A not-for-profit membership organization, INCOSE was founded to share, promote, and advance the best systems engineering from across the globe to benefit humanity and the planet.
INCOSE presents the Pioneer Award annually to one individual or team whose achievements in the engineering of systems contributed uniquely to major products or outcomes that enhance society and its needs. In particular, INCOSE called out Dr. Goldman’s leadership and practice of systems engineering in the biomedical and healthcare fields that have had a remarkable influence on patients and families.
“It was gratifying to interact with an engineering group that ‘gets’ the importance and complexity of convening heterogeneous interdisciplinary groups and recognizes that they are part of a larger system,” Dr. Goldman remarked. “We have a unique opportunity to collaborate with INCOSE and through our shared vision, and I am hopeful that INCOSE will become more actively engaged in the CIMIT community.”
Dr. Goldman practices clinical anesthesia in the MGH Operating Room of the Future, serves as Medical Director of Partners HealthCare Biomedical Engineering, and is the Founding Director of the Medical Device “Plug-and-Play” Interoperability Program at CIMIT. The Interoperability program is a national collaboration of industry, government and academic medicine advocating for medical device interoperability.
About CIMIT
CIMIT is the Center for Integration of Medicine and Innovative Technology.
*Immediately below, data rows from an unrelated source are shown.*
//! Agent block grid - branch items arranged in responsive columns.
//!
//! The grid asks [`compute_layout`] for a fresh layout on every render and
//! every hit-test, then stacks one [`BranchItem`] per item down each column.
//! Items are produced by a caller-supplied closure so the grid stays generic
//! over what it is showing.

use std::collections::HashMap;

use ratatui::{
    buffer::Buffer,
    layout::{Position, Rect},
    widgets::StatefulWidget,
};

use super::branch_item::{BranchItem, BranchItemHit, BranchItemUiState};
use crate::ui::grid_layout::{compute_layout, GridItem, GridLayout, GridLayoutConfig};

/// Blank rows between stacked items.
pub const ITEM_GAP: u16 = 1;

/// Blank columns to the right of each column when there is more than one.
pub const COLUMN_GUTTER: u16 = 1;

/// Where an item was drawn.
#[derive(Debug, Clone, PartialEq, Eq)]
pub struct ItemPlacement {
    /// Index into the grid's item slice
    pub index: usize,
    pub key: String,
    /// Visible area, clipped to the grid
    pub area: Rect,
}

/// An item part under the pointer.
#[derive(Debug, Clone, PartialEq, Eq)]
pub struct GridHit {
    pub index: usize,
    pub key: String,
    pub hit: BranchItemHit,
}

/// Per-item ephemeral UI state for a grid, keyed by item key.
#[derive(Debug, Default)]
pub struct AgentBlockGridState {
    items: HashMap<String, BranchItemUiState>,
}

impl AgentBlockGridState {
    pub fn new() -> Self {
        Self::default()
    }

    pub fn item(&self, key: &str) -> BranchItemUiState {
        self.items.get(key).copied().unwrap_or_default()
    }

    /// Mark `key`'s close control as hovered and clear every other item.
    pub fn hover_close(&mut self, key: Option<&str>) {
        for (item_key, state) in self.items.iter_mut() {
            state.set_close_hovered(Some(item_key.as_str()) == key);
        }
        if let Some(key) = key {
            self.items
                .entry(key.to_string())
                .or_default()
                .set_close_hovered(true);
        }
    }

    /// Drop state for items no longer in the list.
    pub fn retain<'k>(&mut self, keys: impl IntoIterator<Item = &'k str>) {
        let keep: Vec<&str> = keys.into_iter().collect();
        self.items.retain(|key, _| keep.contains(&key.as_str()));
    }
}

/// Renders `items` as columns of branch items.
pub struct AgentBlockGrid<'a, 't, T, F>
where
    F: Fn(&T, usize, u16) -> BranchItem<'t>,
{
    items: &'a [T],
    config: GridLayoutConfig,
    render_item: F,
    _theme: std::marker::PhantomData<&'t ()>,
}

impl<'a, 't, T, F> AgentBlockGrid<'a, 't, T, F>
where
    T: GridItem,
    F: Fn(&T, usize, u16) -> BranchItem<'t>,
{
    /// `render_item` receives the item, its index in `items`, and the width
    /// the item will be drawn at.
    pub fn new(items: &'a [T], config: GridLayoutConfig, render_item: F) -> Self {
        Self {
            items,
            config,
            render_item,
            _theme: std::marker::PhantomData,
        }
    }

    /// Layout for the given width.
    pub fn layout(&self, width: u16) -> GridLayout<'a, T> {
        compute_layout(self.items, width, &self.config)
    }

    /// Where every visible item lands inside `area`.
    pub fn placements(&self, area: Rect) -> Vec<ItemPlacement> {
        self.arrange(area)
            .into_iter()
            .map(|(placement, _)| placement)
            .collect()
    }

    /// Which item part, if any, is at `(column, row)`.
    pub fn hit_test(&self, area: Rect, column: u16, row: u16) -> Option<GridHit> {
        self.arrange(area)
            .into_iter()
            .find(|(placement, _)| placement.area.contains(Position::new(column, row)))
            .and_then(|(placement, item)| {
                item.hit_test(placement.area, column, row)
                    .map(|hit| GridHit {
                        index: placement.index,
                        key: placement.key,
                        hit,
                    })
            })
    }

    fn arrange(&self, area: Rect) -> Vec<(ItemPlacement, BranchItem<'t>)> {
        if self.items.is_empty() || area.width == 0 || area.height == 0 {
            return Vec::new();
        }

        let layout = self.layout(area.width);
        let item_width = if layout.columns > 1 {
            layout.column_width.saturating_sub(COLUMN_GUTTER).max(1)
        } else {
            layout.column_width
        };
        let compact = layout.is_compact();

        let mut arranged = Vec::with_capacity(self.items.len());
        for (column, group) in layout.column_groups.iter().enumerate() {
            let offset = u16::try_from(column)
                .unwrap_or(u16::MAX)
                .saturating_mul(layout.column_width);
            let x = area.x.saturating_add(offset);
            if x >= area.right() {
                break;
            }
            let width = item_width.min(area.right() - x);

            let mut y = area.y;
            for (row, item) in group.iter().enumerate() {
                if y >= area.bottom() {
                    break;
                }
                let index = layout.original_index(column, row);
                let branch = (self.render_item)(item, index, width).compact(compact);
                let height = branch.height(width);
                let visible = height.min(area.bottom() - y);

                arranged.push((
                    ItemPlacement {
                        index,
                        key: item.key().to_string(),
                        area: Rect::new(x, y, width, visible),
                    },
                    branch,
                ));

                y = y.saturating_add(height).saturating_add(ITEM_GAP);
            }
        }

        arranged
    }
}

impl<'a, 't, T, F> StatefulWidget for AgentBlockGrid<'a, 't, T, F>
where
    T: GridItem,
    F: Fn(&T, usize, u16) -> BranchItem<'t>,
{
    type State = AgentBlockGridState;

    fn render(self, area: Rect, buf: &mut Buffer, state: &mut Self::State) {
        for (placement, branch) in self.arrange(area) {
            let mut item_state = state.item(&placement.key);
            StatefulWidget::render(branch, placement.area, buf, &mut item_state);
        }
    }
}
A ten-year-old non-profit consortium of Boston-area teaching hospitals and engineering schools, CIMIT provides innovators with resources to explore, develop and implement novel technological solutions for today’s most urgent healthcare problems. Participants in the consortium are Beth Israel Deaconess Medical Center, Boston Medical Center, Boston University, Brigham and Women’s Hospital, the Charles Stark Draper Laboratory, Children’s Hospital Boston, Harvard Medical School, Massachusetts General Hospital, Massachusetts Institute of Technology, Newton-Wellesley Hospital, Partners HealthCare and VA Boston Healthcare System.